Long Covid is real, deeply concerning, says WHO’s technical lead on coronavirus
Maria Van Kerkhove urged people struggling with the after-effects of the virus to seek medical help.
The World Health Organization said on Wednesday that it was deeply concerned about long Covid and urged people struggling with the after-effects of the coronavirus disease to seek medical help, AFP reported.
Post-coronavirus health problems that continue for four or more weeks after infection are termed as long Covid, according to the United States’ Centers for Disease Control and Prevention.
“This post-Covid syndrome, or long Covid, is something that the WHO is deeply concerned about,” Maria Van Kerkhove, the WHO’s Covid-19 technical lead, told reporters. The WHO was “making sure that we have recognition of this, because this is real”, she said.
“We don’t know for how long these effects last and we’re even working on a case definition to better understand and describe what this post-Covid syndrome is,” Van Kerkhove added.
Studies on long Covid
A vast majority of patients of long Covid-19 took more than 35 weeks to recover, according to a study published in the Lancet’s journal EClinicalMedicine on July 15. The most common symptoms that respondents listed were fatigue, cognitive dysfunction (brain fog) and post-exertional malaise, or worsening of symptoms after exercise. Other symptoms included changes in menstrual cycle, sexual dysfunction, increase in heart rate, memory loss and blurred vision.
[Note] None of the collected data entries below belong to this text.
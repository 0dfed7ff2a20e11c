//! Sandbox filesystem helpers.

pub mod paths;

pub use paths::{expand_tilde, get_data_dir, trace_file};
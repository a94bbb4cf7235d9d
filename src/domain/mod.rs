pub mod feed;
pub mod article;

pub use feed::{FeedSource, SourceKind};
pub use article::{Article, RawFeedItem};
use crate::errors::FeederResult;

#[cfg_attr(test, mockall::automock)]
pub trait FeedClient: Send + Sync {
    /// Fetch the raw feed document at `url`
    fn fetch(&self, url: &str) -> FeederResult<Vec<u8>>;
}
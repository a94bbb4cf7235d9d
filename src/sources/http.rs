use reqwest::blocking::Client;
use tracing::debug;

use crate::errors::{FeederError, FeederResult};
use crate::sources::traits::FeedClient;

const USER_AGENT: &str = concat!("medium-feeder/", env!("CARGO_PKG_VERSION"));

pub struct HttpFeedClient {
    client: Client,
}

impl HttpFeedClient {
    pub fn new() -> Self {
        Self {
            client: Client::builder()
                .timeout(std::time::Duration::from_secs(30))
                .user_agent(USER_AGENT)
                .build()
                .unwrap_or_else(|_| Client::new()),
        }
    }
}

impl Default for HttpFeedClient {
    fn default() -> Self {
        Self::new()
    }
}

impl FeedClient for HttpFeedClient {
    fn fetch(&self, url: &str) -> FeederResult<Vec<u8>> {
        let response = self.client.get(url).send()?;
        let status = response.status();

        if !status.is_success() {
            return Err(FeederError::HttpStatus {
                url: url.to_string(),
                status: status.as_u16(),
            });
        }

        let bytes = response.bytes()?;
        debug!(%url, bytes = bytes.len(), "Fetched feed document");

        Ok(bytes.to_vec())
    }
}
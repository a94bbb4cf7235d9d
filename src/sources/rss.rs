use tracing::warn;

use crate::domain::RawFeedItem;
use crate::errors::{FeederError, FeederResult};
use crate::sources::xml::{self, XmlElement};

/// Parse an RSS document and return its `rss > channel > item` entries in
/// document order. Items without a title, pubDate or link are skipped.
pub fn parse_feed(bytes: &[u8]) -> FeederResult<Vec<RawFeedItem>> {
    let root = xml::parse_document(bytes)?;

    if root.name != "rss" {
        return Err(FeederError::FeedParse(format!(
            "expected <rss> root element, found <{}>",
            root.name
        )));
    }

    let channel = root
        .child("channel")
        .ok_or_else(|| FeederError::FeedParse("missing <channel> element".to_string()))?;

    let mut items = Vec::new();
    for (index, element) in channel.children_named("item").enumerate() {
        let item = item_from_element(element);
        match item.missing_required() {
            None => items.push(item),
            Some(field) => warn!(
                index,
                field,
                title = item.title.as_deref().unwrap_or_default(),
                "Skipping feed item without required field"
            ),
        }
    }

    Ok(items)
}

fn item_from_element(element: &XmlElement) -> RawFeedItem {
    let text = |name: &str| element.child(name).map(|c| c.text.clone());

    RawFeedItem {
        title: text("title"),
        content_encoded: text("content:encoded"),
        creator: text("dc:creator"),
        categories: element
            .children_named("category")
            .map(|c| c.text.clone())
            .collect(),
        pub_date: text("pubDate"),
        link: text("link"),
        description: text("description"),
    }
}
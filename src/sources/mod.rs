pub mod traits;
pub mod http;
pub mod locator;
pub mod rss;
pub mod xml;

pub use traits::FeedClient;
pub use http::HttpFeedClient;
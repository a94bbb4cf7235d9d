use quick_xml::events::Event;
use quick_xml::reader::Reader;

use crate::errors::{FeederError, FeederResult};

/// A parsed XML element. Text and CDATA children are flattened into `text`
/// untrimmed; attributes are not kept.
#[derive(Debug, Clone, Default, PartialEq, Eq)]
pub struct XmlElement {
    pub name: String,
    pub text: String,
    pub children: Vec<XmlElement>,
}

impl XmlElement {
    pub fn new(name: impl Into<String>) -> Self {
        Self {
            name: name.into(),
            ..Default::default()
        }
    }

    /// First child with the given qualified name (e.g. `dc:creator`)
    pub fn child(&self, name: &str) -> Option<&XmlElement> {
        self.children.iter().find(|c| c.name == name)
    }

    pub fn children_named<'a>(&'a self, name: &'a str) -> impl Iterator<Item = &'a XmlElement> {
        self.children.iter().filter(move |c| c.name == name)
    }
}

/// Parse a whole document into its root element.
pub fn parse_document(xml: &[u8]) -> FeederResult<XmlElement> {
    let mut reader = Reader::from_reader(xml);

    let mut buf = Vec::new();
    let mut stack: Vec<XmlElement> = Vec::new();
    let mut root: Option<XmlElement> = None;

    loop {
        match reader.read_event_into(&mut buf)? {
            Event::Start(e) => {
                let name = String::from_utf8_lossy(e.name().as_ref()).into_owned();
                stack.push(XmlElement::new(name));
            }
            Event::Empty(e) => {
                let name = String::from_utf8_lossy(e.name().as_ref()).into_owned();
                attach(&mut stack, &mut root, XmlElement::new(name))?;
            }
            Event::End(_) => {
                let mut element = stack.pop().ok_or_else(|| {
                    FeederError::FeedParse("closing tag without matching opening tag".to_string())
                })?;
                // Indentation between child elements is not content
                if !element.children.is_empty() && element.text.trim().is_empty() {
                    element.text.clear();
                }
                attach(&mut stack, &mut root, element)?;
            }
            Event::Text(e) => {
                if let Some(current) = stack.last_mut() {
                    let text = e
                        .unescape()
                        .map_err(|e| FeederError::FeedParse(e.to_string()))?;
                    current.text.push_str(&text);
                }
            }
            Event::CData(e) => {
                if let Some(current) = stack.last_mut() {
                    current.text.push_str(&String::from_utf8_lossy(&e.into_inner()));
                }
            }
            Event::Eof => break,
            _ => {}
        }
        buf.clear();
    }

    if let Some(open) = stack.last() {
        return Err(FeederError::FeedParse(format!(
            "unexpected end of document inside <{}>",
            open.name
        )));
    }

    root.ok_or_else(|| FeederError::FeedParse("document has no root element".to_string()))
}

fn attach(
    stack: &mut [XmlElement],
    root: &mut Option<XmlElement>,
    element: XmlElement,
) -> FeederResult<()> {
    match stack.last_mut() {
        Some(parent) => parent.children.push(element),
        None if root.is_some() => {
            return Err(FeederError::FeedParse(
                "document has more than one root element".to_string(),
            ))
        }
        None => *root = Some(element),
    }
    Ok(())
}
use std::fs;
use std::io::Write;
use std::path::{Path, PathBuf};

use chrono::{DateTime, SecondsFormat, Utc};
use tempfile::NamedTempFile;
use tracing::{error, info};

use crate::domain::{Article, RawFeedItem};
use crate::errors::{FeederError, FeederResult};

/// Characters replaced with `_` when building the file name prefix
const UNSAFE_FILENAME_CHARS: &[char] = &['/', '\\', ':', '*', '?', '"', '<', '>', '|'];

pub struct ExportService {
    output_dir: PathBuf,
}

impl ExportService {
    pub fn new(output_dir: impl Into<PathBuf>) -> Self {
        Self {
            output_dir: output_dir.into(),
        }
    }

    pub fn normalize(items: Vec<RawFeedItem>) -> FeederResult<Vec<Article>> {
        items.into_iter().map(Article::try_from).collect()
    }

    /// `<dir>/<handle>-<org>...-medium-articles-<timestamp>.json`
    pub fn output_path(
        &self,
        handle: Option<&str>,
        organizations: &[String],
        now: DateTime<Utc>,
    ) -> PathBuf {
        let prefix = file_prefix(handle, organizations);
        let timestamp = now
            .to_rfc3339_opts(SecondsFormat::Millis, true)
            .replace([':', '.'], "-");

        self.output_dir
            .join(format!("{}-medium-articles-{}.json", prefix, timestamp))
    }

    /// Normalize and write all items to a new export file.
    ///
    /// Failing to create the output directory is an error. Failing to write
    /// the file is logged and reported as zero saved articles.
    pub fn save(
        &self,
        items: Vec<RawFeedItem>,
        handle: Option<&str>,
        organizations: &[String],
    ) -> FeederResult<usize> {
        fs::create_dir_all(&self.output_dir).map_err(|e| {
            error!(dir = %self.output_dir.display(), error = %e, "Error creating content directory");
            FeederError::Io(e)
        })?;

        let articles = Self::normalize(items)?;
        let path = self.output_path(handle, organizations, Utc::now());

        Ok(self.write_articles(&path, &articles))
    }

    /// Returns the number of articles written, zero on failure.
    fn write_articles(&self, path: &Path, articles: &[Article]) -> usize {
        match self.write_json(path, articles) {
            Ok(()) => {
                info!(path = %path.display(), count = articles.len(), "Wrote export file");
                println!("Articles saved to {}", path.display());
                articles.len()
            }
            Err(e) => {
                error!(path = %path.display(), error = %e, "Error saving articles");
                0
            }
        }
    }

    /// Write through a temp file in the same directory so the target is
    /// either complete or absent. An existing file at `path` is left alone.
    fn write_json(&self, path: &Path, articles: &[Article]) -> FeederResult<()> {
        let json = serde_json::to_string_pretty(articles)?;

        let mut file = NamedTempFile::new_in(&self.output_dir)?;
        file.write_all(json.as_bytes())?;
        file.flush()?;
        file.persist_noclobber(path).map_err(|e| FeederError::Io(e.error))?;

        Ok(())
    }
}

/// Join handle and organizations with `-`, skipping empty parts
pub fn file_prefix(handle: Option<&str>, organizations: &[String]) -> String {
    handle
        .into_iter()
        .chain(organizations.iter().map(String::as_str))
        .filter(|part| !part.is_empty())
        .map(sanitize)
        .collect::<Vec<_>>()
        .join("-")
}

fn sanitize(part: &str) -> String {
    part.chars()
        .map(|c| {
            if c.is_control() || UNSAFE_FILENAME_CHARS.contains(&c) {
                '_'
            } else {
                c
            }
        })
        .collect()
}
Janet Diaz, Team Lead, Health Care Readiness at the WHO, had said in February that symptoms of long Covid can occur a month, three months, or even six months after the initial infection.
Meanwhile, a study published earlier this week in The Lancet Child and Adolescent Health journal said that the number of children who experience symptoms of Covid-19 after four weeks is low. Most children who develop a symptomatic Covid-19 infection recover in six days, the study, conducted in the United Kingdom, showed.